Untuk menjembati hal ini, perlu adanya ruang dialog secara intens untuk meluruskan persepsi yang berbeda dalam merumuskan Lampung dan Kelampungan menjadi satu versi terutama di bidang sastra Lampung. Setidaknya dalam proses ini menunjuk pada dua hal: proses mempertahankan tradisi kesusastraan yang lama di satu sisi, dan proses akulturasi sastra tradisi lama ke dalam pola baru dengan kemasan yang kontemporer.

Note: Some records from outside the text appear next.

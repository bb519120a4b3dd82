//! Abstract board interface for Measurement Computing style hardware.
//!
//! The vendor library is modeled as an injected capability rather than
//! an FFI surface: the acquisition engine only ever observes the
//! hardware through this trait. The continuous background scan fills a
//! device-owned sample buffer; the engine reads that buffer through
//! [`DaqBoard::read_slot`] guided by periodic [`ScanSnapshot`]s of the
//! write cursor.

use crate::error::DriverError;
use serde::{Deserialize, Serialize};

/// Analog input gain / voltage range option.
///
/// Only the bipolar 10 V range is supported by the engine today.
#[derive(Debug, Clone, Copy, Default, PartialEq, Eq, Serialize, Deserialize)]
pub enum Gain {
    #[default]
    #[serde(rename = "BIP10VOLTS")]
    Bip10Volts,
}

/// Run state reported by the hardware status read.
#[derive(Debug, Clone, Copy, Default, PartialEq, Eq)]
pub enum ScanStatus {
    /// Background scan not running.
    #[default]
    Idle,
    /// Background scan filling the buffer.
    Running,
    /// Any status word the engine does not recognize. Treated as "not
    /// running" for the cycle and logged; unreachable in normal
    /// operation.
    Other(i16),
}

impl ScanStatus {
    pub fn is_running(self) -> bool {
        matches!(self, ScanStatus::Running)
    }
}

/// Snapshot of the hardware scan cursor, one per status read.
#[derive(Debug, Clone, Copy, PartialEq, Eq)]
pub struct ScanSnapshot {
    pub status: ScanStatus,
    /// Total samples transferred so far in the current run.
    pub current_count: u32,
    /// Write position within the circular buffer, in `[0, capacity)`.
    pub current_index: u32,
}

/// Parameters for starting a continuous background scan.
#[derive(Debug, Clone, Copy, PartialEq, Eq)]
pub struct ScanRequest {
    /// First hardware channel of the scanned block.
    pub low_channel: u16,
    /// Last hardware channel of the scanned block (inclusive).
    pub high_channel: u16,
    /// Circular buffer capacity in samples.
    pub sample_count: u32,
    /// Requested per-channel scan rate in Hz. The hardware may adjust
    /// this to the nearest achievable rate; the achieved rate is the
    /// return value of [`DaqBoard::start_background_scan`].
    pub scan_frequency_hz: u32,
    pub gain: Gain,
}

/// Board capability the acquisition engine is built against.
///
/// Implementations wrap the vendor driver (or simulate it). All calls
/// are synchronous and assumed fast; the engine invokes them only from
/// its single-threaded poll path.
pub trait DaqBoard: Send {
    /// Snapshot the scan cursor (`cbGetStatus` equivalent).
    fn read_status(&mut self) -> Result<ScanSnapshot, DriverError>;

    /// Begin the continuous background scan filling the board buffer.
    ///
    /// Returns the scan rate actually programmed, which may differ from
    /// the requested one.
    fn start_background_scan(&mut self, request: &ScanRequest) -> Result<u32, DriverError>;

    /// Stop the background scan (`cbStopBackground` equivalent).
    fn stop_background_scan(&mut self) -> Result<(), DriverError>;

    /// Single blocking analog read of one channel (`cbVIn` equivalent).
    /// Used by sequential polling only.
    fn read_channel(&mut self, channel: u16, gain: Gain) -> Result<f64, DriverError>;

    /// Raw value at one slot of the board-owned scan buffer.
    ///
    /// Valid only for indices below the `sample_count` the scan was
    /// started with; implementations may panic on out-of-range access.
    fn read_slot(&self, index: usize) -> u16;
}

Mengingat bahwa baik sastra lisan dan tulisan memliki cita rasa yang tinggi. Permasalahannya tidak banyak yang paham dengan sastra lisan tetapi tidak pandai secara tulis. Begitu pun sebaliknya, sedikit yang bisa menulis sastra dalam bentuk tulisan, tetapi tersedat-sedat dalam pengucapan.

Untuk itu perlu adanya ikhtiar untuk memiliki satu konsepsi  yang bisa dijadikan pegangan dalam mempertahankan kesusastraan Lampung dalam masalah di atas dari bahaya keruntuhan menjadi lambang kejayaan Sastra Lampung.

Tentu saja harus ada pernyataan sikap dari ulun Lampung untuk memajukan kesusastraan mereka. Sebab jika bukan mereka siapa lagi. Apakah hanya mengandalkan sastrawan, budayawan, sejarahwan, seniman dan sebutan lainnya.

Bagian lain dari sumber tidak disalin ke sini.